## Learning Paradigms

Learning paradigms differ in their input variables and the task to be learned. To explain the main learning categories, suppose we have a set of input variables which represent some measurements of an experiment or some data obtained by sensors or a set of features that describes an object.

- Supervised leaning:
- In addition, we also have a set of corresponding labels. The task to be learned is to correctly label a new (unseen before) set of input variables. For example, consider the task of learning to classify images of oranges from images of apples. We are given a set of features representing the color, the texture, and the shape. In addition we have the label associated with each set of features i.e. orange or apple. The task is given a new set of features the learner should correctly decide if these feature represent an orange or an apple.
- Classical problems: classification and regression

- Unsupervised learning
- Classical problems: clustering, dimensionality reduction and density modeling

## Short Course on Pattern Recognition

[based on example from Demuth et al. 1996]

Suppose that you are hired in a produce warehouse to develop a computer program to distinguish between apples and oranges based on their digital images. In other words, the input to your program is an image and the output is a single digit: 1 represents an apple and -1 represents an orange. In addition, your manager gives you 6000 example images. Each example image has one orange or one apple. You are also given a set of digits to represent the labels of these example images. To approach this problem we will take advantage of the set of the labeled examples. We should follow the following steps:

- First of all, we would like to find a higher level description of the object in an image. An object can be an orange or an apple. Earlier, we learned about segmentation. Once we perform segmentation on the data set, we separate the object from the background. Then, we can describe each object in terms of its color and shape. Color and shape are example
**features**or**descriptors**of an object. A color feature is the RGB or the HSV values. For simplicity we represent the object shape as 1 if is it almost rounded or -1 if it is about elliptical. These two features form a**pattern**.

- Since we have a large set of examples we can try to find a function that correctly separates the majority of the two
**classes**: oranges and apples. Let’s call this function a**classifier**. The input to the classifier is a pattern and the output is a label. We have to keep in mind that these examples are not perfect. For example, we should expect some oranges to have color or shape that is very similar to apples and vice versa.

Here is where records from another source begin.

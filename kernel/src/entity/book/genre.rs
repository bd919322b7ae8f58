use vodca::{AsRefln, Fromln};

#[derive(Debug, Clone, Copy, Hash, Eq, PartialEq, Fromln, AsRefln)]
pub struct GenreId(i32);

impl GenreId {
    pub fn new(id: impl Into<i32>) -> Self {
        Self(id.into())
    }
}

#[derive(Debug, Clone, Eq, PartialEq)]
pub struct BookGenres(Vec<GenreId>);

impl BookGenres {
    pub fn new(genres: impl IntoIterator<Item = GenreId>) -> Self {
        let mut unique = Vec::new();
        for genre in genres {
            if !unique.contains(&genre) {
                unique.push(genre);
            }
        }
        Self(unique)
    }

    pub fn is_empty(&self) -> bool {
        self.0.is_empty()
    }

    pub fn to_raw(&self) -> Vec<i32> {
        self.0.iter().map(|genre| *genre.as_ref()).collect()
    }
}

#[cfg(test)]
mod test {
    use super::{BookGenres, GenreId};

    #[test]
    fn duplicates_collapse_in_order() {
        let genres = BookGenres::new([3, 1, 3, 2, 1].map(GenreId::new));
        assert_eq!(genres.to_raw(), vec![3, 1, 2]);
    }
}
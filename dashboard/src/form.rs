use error_stack::Report;

use crate::error::DashboardError;
use crate::model::{Book, BookPayload};

pub const EARLIEST_YEAR: i32 = 1440;
const RATING_RANGE: std::ops::RangeInclusive<f64> = 0.0..=5.0;

fn invalid(message: impl Into<String>) -> Report<DashboardError> {
    Report::new(DashboardError::Input(message.into()))
}

pub fn parse_genres(input: &str) -> Vec<i32> {
    input
        .split(',')
        .map(str::trim)
        .filter(|entry| !entry.is_empty() && entry.chars().all(|c| c.is_ascii_digit()))
        .filter_map(|entry| entry.parse().ok())
        .collect()
}

pub fn author_name(name: &str) -> error_stack::Result<String, DashboardError> {
    let name = name.trim();
    if name.is_empty() {
        return Err(invalid("Author name cannot be empty."));
    }
    Ok(name.to_string())
}

#[derive(Debug, Clone, PartialEq)]
pub struct BookForm {
    pub title: String,
    pub author_id: i64,
    pub book_link: Option<String>,
    pub genres: String,
    pub average_rating: f64,
    pub published_year: i32,
}

impl BookForm {
    pub fn into_payload(
        self,
        current_year: i32,
    ) -> error_stack::Result<BookPayload, DashboardError> {
        let title = self.title.trim();
        if title.is_empty() || self.genres.trim().is_empty() {
            return Err(invalid("Title and Genres cannot be empty."));
        }
        let genres = parse_genres(&self.genres);
        if genres.is_empty() {
            return Err(invalid("Genres must contain at least one numeric id."));
        }
        if !RATING_RANGE.contains(&self.average_rating) {
            return Err(invalid(format!(
                "Average rating must be between 0 and 5, got {}.",
                self.average_rating
            )));
        }
        if !(EARLIEST_YEAR..=current_year).contains(&self.published_year) {
            return Err(invalid(format!(
                "Published year must be between {EARLIEST_YEAR} and {current_year}, got {}.",
                self.published_year
            )));
        }
        let book_link = self
            .book_link
            .map(|link| link.trim().to_string())
            .filter(|link| !link.is_empty());
        Ok(BookPayload {
            title: title.to_string(),
            author_id: self.author_id,
            book_link,
            genres,
            average_rating: self.average_rating,
            published_year: self.published_year,
        })
    }
}

#[derive(Debug, Clone, Default, PartialEq)]
pub struct BookChanges {
    pub title: Option<String>,
    pub author_id: Option<i64>,
    pub book_link: Option<String>,
    pub genres: Option<String>,
    pub average_rating: Option<f64>,
    pub published_year: Option<i32>,
}

impl BookChanges {
    pub fn apply(self, current: &Book) -> BookForm {
        BookForm {
            title: self.title.unwrap_or_else(|| current.title.clone()),
            author_id: self.author_id.unwrap_or(current.author_id),
            book_link: self.book_link.or_else(|| current.book_link.clone()),
            genres: self.genres.unwrap_or_else(|| {
                current
                    .genres
                    .iter()
                    .map(i32::to_string)
                    .collect::<Vec<_>>()
                    .join(",")
            }),
            average_rating: self.average_rating.unwrap_or(current.average_rating),
            published_year: self.published_year.unwrap_or(current.published_year),
        }
    }
}

#[cfg(test)]
mod test {
    use super::*;

    fn form() -> BookForm {
        BookForm {
            title: "The Hobbit".to_string(),
            author_id: 1,
            book_link: Some("  ".to_string()),
            genres: "1, 2".to_string(),
            average_rating: 4.8,
            published_year: 1937,
        }
    }

    fn input_message(report: Report<DashboardError>) -> String {
        match report.current_context() {
            DashboardError::Input(message) => message.clone(),
            other => panic!("unexpected error: {other}"),
        }
    }

    #[test]
    fn genres_ignore_non_numeric_entries() {
        assert_eq!(parse_genres("1, 2,abc, ,-3, 4x,5"), vec![1, 2, 5]);
        assert!(parse_genres("fantasy").is_empty());
    }

    #[test]
    fn author_name_is_trimmed() {
        assert_eq!(author_name("  Tolkien ").unwrap(), "Tolkien");
        let report = author_name("   ").unwrap_err();
        assert_eq!(input_message(report), "Author name cannot be empty.");
    }

    #[test]
    fn valid_form_becomes_payload() {
        let payload = form().into_payload(2024).unwrap();
        assert_eq!(payload.title, "The Hobbit");
        assert_eq!(payload.book_link, None);
        assert_eq!(payload.genres, vec![1, 2]);
    }

    #[test]
    fn empty_title_or_genres() {
        let mut blank = form();
        blank.title = " ".to_string();
        assert_eq!(
            input_message(blank.into_payload(2024).unwrap_err()),
            "Title and Genres cannot be empty."
        );
        let mut blank = form();
        blank.genres = String::new();
        assert!(blank.into_payload(2024).is_err());
        let mut words = form();
        words.genres = "fantasy, adventure".to_string();
        assert!(words.into_payload(2024).is_err());
    }

    #[test]
    fn ranges_are_inclusive() {
        for (rating, ok) in [(0.0, true), (5.0, true), (-0.1, false), (5.01, false)] {
            let mut f = form();
            f.average_rating = rating;
            assert_eq!(f.into_payload(2024).is_ok(), ok, "rating {rating}");
        }
        for (year, ok) in [(1439, false), (1440, true), (2024, true), (2025, false)] {
            let mut f = form();
            f.published_year = year;
            assert_eq!(f.into_payload(2024).is_ok(), ok, "year {year}");
        }
    }

    #[test]
    fn changes_merge_onto_current_book() {
        let current = Book {
            id: 7,
            title: "Old".to_string(),
            author_id: 1,
            book_link: Some("https://example.org".to_string()),
            genres: vec![3, 4],
            average_rating: 3.0,
            published_year: 1990,
        };
        let changes = BookChanges {
            title: Some("New".to_string()),
            average_rating: Some(4.5),
            ..BookChanges::default()
        };
        let payload = changes.apply(&current).into_payload(2024).unwrap();
        assert_eq!(payload.title, "New");
        assert_eq!(payload.author_id, 1);
        assert_eq!(payload.book_link.as_deref(), Some("https://example.org"));
        assert_eq!(payload.genres, vec![3, 4]);
        assert_eq!(payload.average_rating, 4.5);
        assert_eq!(payload.published_year, 1990);
    }
}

Algorithms such as K-Nearest Neighbors, Least Squares Methods, Artificial Neural Networks and Support Vector Machines can learn a classifier from a training set of patterns and their associated labels. This stage is called the**training**.

- One final step is that we should make sure that our classifier will correctly label a new apple or a new orange that is not included in the set we used to train the classifier on. Therefore, we should divide our data into two sets: a
**training set**and a**validation set**. We use the training set to train the classifier and the validation set to test the accuracy of the classifier.

## Definitions

- Pattern: “a pattern is an arrangement of descriptors [Gonzalez et al. 2002].” Descriptors represent the color, the texture, the shape and other features of an object.
- Classifier: a classifier is a function that maps a set of patterns to a set of labels.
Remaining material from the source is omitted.